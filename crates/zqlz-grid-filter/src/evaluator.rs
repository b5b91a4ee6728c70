//! Combining column filters into a single row predicate

use std::sync::Arc;

use crate::column_filter::ColumnFilter;
use crate::content_filter::SharedContentFilter;
use crate::types::{ColumnKey, FilterRow};

/// AND-reduction over column filters.
///
/// Stateless; any number of threads may evaluate the same snapshot of
/// filters concurrently as long as nobody mutates it meanwhile.
pub struct FilterEvaluator;

impl FilterEvaluator {
    /// True iff every enabled column filter accepts `row`.
    /// With no enabled filters every row passes.
    pub fn combine<'a, I, R>(filters: I, row: &R) -> bool
    where
        I: IntoIterator<Item = &'a ColumnFilter>,
        R: FilterRow + ?Sized,
    {
        filters
            .into_iter()
            .filter(|filter| filter.is_enabled())
            .all(|filter| filter.evaluate(row))
    }

    /// Capture the currently active filters as a predicate that later
    /// changes to the filters do not affect
    pub fn snapshot<'a, I>(filters: I) -> CombinedPredicate
    where
        I: IntoIterator<Item = &'a ColumnFilter>,
    {
        let columns: Vec<ColumnPredicate> = filters
            .into_iter()
            .filter(|filter| filter.is_active())
            .filter_map(|filter| {
                filter.content_filter().map(|content_filter| ColumnPredicate {
                    key: filter.key(),
                    filter: content_filter.clone(),
                })
            })
            .collect();

        CombinedPredicate {
            columns: columns.into(),
        }
    }
}

#[derive(Clone)]
struct ColumnPredicate {
    key: ColumnKey,
    filter: SharedContentFilter,
}

/// Row predicate published to the owner of the visible rows.
///
/// Cheap to clone and safe to share across threads.
#[derive(Clone)]
pub struct CombinedPredicate {
    columns: Arc<[ColumnPredicate]>,
}

impl CombinedPredicate {
    /// The predicate used while filtering is off
    pub fn accept_all() -> Self {
        Self {
            columns: Arc::from(Vec::new()),
        }
    }

    pub fn is_accept_all(&self) -> bool {
        self.columns.is_empty()
    }

    /// Columns constraining rows in this snapshot
    pub fn active_columns(&self) -> impl Iterator<Item = ColumnKey> + '_ {
        self.columns.iter().map(|column| column.key)
    }

    pub fn matches<R: FilterRow + ?Sized>(&self, row: &R) -> bool {
        self.columns.iter().all(|column| {
            row.cell(&column.key)
                .is_some_and(|content| column.filter.matches(content))
        })
    }

    /// Indices of the rows this predicate keeps, in row order
    pub fn filter_indices<R: FilterRow>(&self, rows: &[R]) -> Vec<usize> {
        rows.iter()
            .enumerate()
            .filter(|(_, row)| self.matches(*row))
            .map(|(idx, _)| idx)
            .collect()
    }

    pub fn into_fn<R>(self) -> impl Fn(&R) -> bool + Send + Sync + 'static
    where
        R: FilterRow + ?Sized + 'static,
    {
        move |row: &R| self.matches(row)
    }
}

impl Default for CombinedPredicate {
    fn default() -> Self {
        Self::accept_all()
    }
}

impl std::fmt::Debug for CombinedPredicate {
    fn fmt(&self, f: &mut std::fmt::Formatter<'_>) -> std::fmt::Result {
        f.debug_struct("CombinedPredicate")
            .field(
                "columns",
                &self.columns.iter().map(|c| c.key).collect::<Vec<_>>(),
            )
            .finish()
    }
}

========

Your task
Repeat the material in full. Change nothing.

Result of the exercise
filename crates/zqlz-grid-filter/src/evaluator.rs
repository b5b91a4ee6728c70
//! Combining column filters into a single row predicate

use std::sync::Arc;

use crate::column_filter::ColumnFilter;
use crate::content_filter::SharedContentFilter;
use crate::types::{ColumnKey, FilterRow};

/// AND-reduction over column filters.
///
/// Stateless; any number of threads may evaluate the same snapshot of
/// filters concurrently as long as nobody mutates it meanwhile.
pub struct FilterEvaluator;

impl FilterEvaluator {
    /// True iff every enabled column filter accepts `row`.
    /// With no enabled filters every row passes.
    pub fn combine<'a, I, R>(filters: I, row: &R) -> bool
    where
        I: IntoIterator<Item = &'a ColumnFilter>,
        R: FilterRow + ?Sized,
    {
        filters
            .into_iter()
            .filter(|filter| filter.is_enabled())
            .all(|filter| filter.evaluate(row))
    }

    /// Capture the currently active filters as a predicate that later
    /// changes to the filters do not affect
    pub fn snapshot<'a, I>(filters: I) -> CombinedPredicate
    where
        I: IntoIterator<Item = &'a ColumnFilter>,
    {
        let columns: Vec<ColumnPredicate> = filters
            .into_iter()
            .filter(|filter| filter.is_active())
            .filter_map(|filter| {
                filter.content_filter().map(|content_filter| ColumnPredicate {
                    key: filter.key(),
                    filter: content_filter.clone(),
                })
            })
            .collect();

        CombinedPredicate {
            columns: columns.into(),
        }
    }
}

#[derive(Clone)]
struct ColumnPredicate {
    key: ColumnKey,
    filter: SharedContentFilter,
}

/// Row predicate published to the owner of the visible rows.
///
/// Cheap to clone and safe to share across threads.
#[derive(Clone)]
pub struct CombinedPredicate {
    columns: Arc<[ColumnPredicate]>,
}

impl CombinedPredicate {
    /// The predicate used while filtering is off
    pub fn accept_all() -> Self {
        Self {
            columns: Arc::from(Vec::new()),
        }
    }

    pub fn is_accept_all(&self) -> bool {
        self.columns.is_empty()
    }

    /// Columns constraining rows in this snapshot
    pub fn active_columns(&self) -> impl Iterator<Item = ColumnKey> + '_ {
        self.columns.iter().map(|column| column.key)
    }

    pub fn matches<R: FilterRow + ?Sized>(&self, row: &R) -> bool {
        self.columns.iter().all(|column| {
            row.cell(&column.key)
                .is_some_and(|content| column.filter.matches(content))
        })
    }

    /// Indices of the rows this predicate keeps, in row order
    pub fn filter_indices<R: FilterRow>(&self, rows: &[R]) -> Vec<usize> {
        rows.iter()
            .enumerate()
            .filter(|(_, row)| self.matches(*row))
            .map(|(idx, _)| idx)
            .collect()
    }

    pub fn into_fn<R>(self) -> impl Fn(&R) -> bool + Send + Sync + 'static
    where
        R: FilterRow + ?Sized + 'static,
    {
        move |row: &R| self.matches(row)
    }
}

impl Default for CombinedPredicate {
    fn default() -> Self {
        Self::accept_all()
    }
}

impl std::fmt::Debug for CombinedPredicate {
    fn fmt(&self, f: &mut std::fmt::Formatter<'_>) -> std::fmt::Result {
        f.debug_struct("CombinedPredicate")
            .field(
                "columns",
                &self.columns.iter().map(|c| c.key).collect::<Vec<_>>(),
            )
            .finish()
    }
}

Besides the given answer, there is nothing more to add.